(Stored entries)
========================================================================

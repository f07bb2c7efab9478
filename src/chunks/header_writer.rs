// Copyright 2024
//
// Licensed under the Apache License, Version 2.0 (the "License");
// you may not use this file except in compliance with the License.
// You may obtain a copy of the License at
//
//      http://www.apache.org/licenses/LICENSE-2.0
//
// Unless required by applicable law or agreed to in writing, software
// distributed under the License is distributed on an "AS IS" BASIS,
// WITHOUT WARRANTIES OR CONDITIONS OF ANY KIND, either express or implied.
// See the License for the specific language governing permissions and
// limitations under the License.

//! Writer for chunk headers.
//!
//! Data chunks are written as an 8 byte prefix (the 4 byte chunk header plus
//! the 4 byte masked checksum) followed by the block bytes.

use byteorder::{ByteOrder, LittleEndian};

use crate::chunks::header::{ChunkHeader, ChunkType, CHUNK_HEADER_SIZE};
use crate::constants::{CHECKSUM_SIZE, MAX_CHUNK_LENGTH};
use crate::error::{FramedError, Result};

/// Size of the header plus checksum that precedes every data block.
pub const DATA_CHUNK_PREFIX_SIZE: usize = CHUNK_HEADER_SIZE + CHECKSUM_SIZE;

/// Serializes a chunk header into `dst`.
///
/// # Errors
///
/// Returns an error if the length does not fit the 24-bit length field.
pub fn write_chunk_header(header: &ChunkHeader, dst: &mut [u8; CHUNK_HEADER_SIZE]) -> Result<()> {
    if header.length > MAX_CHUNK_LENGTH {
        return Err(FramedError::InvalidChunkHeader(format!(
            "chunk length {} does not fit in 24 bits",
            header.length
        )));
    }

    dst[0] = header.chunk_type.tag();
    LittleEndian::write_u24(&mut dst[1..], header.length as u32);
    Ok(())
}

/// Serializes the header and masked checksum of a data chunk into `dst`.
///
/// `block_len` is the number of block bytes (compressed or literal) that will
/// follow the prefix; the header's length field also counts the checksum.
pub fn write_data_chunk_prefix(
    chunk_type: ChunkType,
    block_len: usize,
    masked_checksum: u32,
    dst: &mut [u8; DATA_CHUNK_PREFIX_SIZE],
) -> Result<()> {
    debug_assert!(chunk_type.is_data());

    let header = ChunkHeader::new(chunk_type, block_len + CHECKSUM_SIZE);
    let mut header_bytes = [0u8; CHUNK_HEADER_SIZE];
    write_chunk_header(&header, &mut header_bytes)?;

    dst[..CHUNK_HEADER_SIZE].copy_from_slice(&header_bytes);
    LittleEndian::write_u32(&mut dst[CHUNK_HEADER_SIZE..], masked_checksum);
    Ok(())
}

========================================================================

Print each entry precisely. Include every line.

repository f07bb2c7efab9478
filename src/chunks/header_writer.rs
// Copyright 2024
//
// Licensed under the Apache License, Version 2.0 (the "License");
// you may not use this file except in compliance with the License.
// You may obtain a copy of the License at
//
//      http://www.apache.org/licenses/LICENSE-2.0
//
// Unless required by applicable law or agreed to in writing, software
// distributed under the License is distributed on an "AS IS" BASIS,
// WITHOUT WARRANTIES OR CONDITIONS OF ANY KIND, either express or implied.
// See the License for the specific language governing permissions and
// limitations under the License.

//! Writer for chunk headers.
//!
//! Data chunks are written as an 8 byte prefix (the 4 byte chunk header plus
//! the 4 byte masked checksum) followed by the block bytes.

use byteorder::{ByteOrder, LittleEndian};

use crate::chunks::header::{ChunkHeader, ChunkType, CHUNK_HEADER_SIZE};
use crate::constants::{CHECKSUM_SIZE, MAX_CHUNK_LENGTH};
use crate::error::{FramedError, Result};

/// Size of the header plus checksum that precedes every data block.
pub const DATA_CHUNK_PREFIX_SIZE: usize = CHUNK_HEADER_SIZE + CHECKSUM_SIZE;

/// Serializes a chunk header into `dst`.
///
/// # Errors
///
/// Returns an error if the length does not fit the 24-bit length field.
pub fn write_chunk_header(header: &ChunkHeader, dst: &mut [u8; CHUNK_HEADER_SIZE]) -> Result<()> {
    if header.length > MAX_CHUNK_LENGTH {
        return Err(FramedError::InvalidChunkHeader(format!(
            "chunk length {} does not fit in 24 bits",
            header.length
        )));
    }

    dst[0] = header.chunk_type.tag();
    LittleEndian::write_u24(&mut dst[1..], header.length as u32);
    Ok(())
}

/// Serializes the header and masked checksum of a data chunk into `dst`.
///
/// `block_len` is the number of block bytes (compressed or literal) that will
/// follow the prefix; the header's length field also counts the checksum.
pub fn write_data_chunk_prefix(
    chunk_type: ChunkType,
    block_len: usize,
    masked_checksum: u32,
    dst: &mut [u8; DATA_CHUNK_PREFIX_SIZE],
) -> Result<()> {
    debug_assert!(chunk_type.is_data());

    let header = ChunkHeader::new(chunk_type, block_len + CHECKSUM_SIZE);
    let mut header_bytes = [0u8; CHUNK_HEADER_SIZE];
    write_chunk_header(&header, &mut header_bytes)?;

    dst[..CHUNK_HEADER_SIZE].copy_from_slice(&header_bytes);
    LittleEndian::write_u32(&mut dst[CHUNK_HEADER_SIZE..], masked_checksum);
    Ok(())
}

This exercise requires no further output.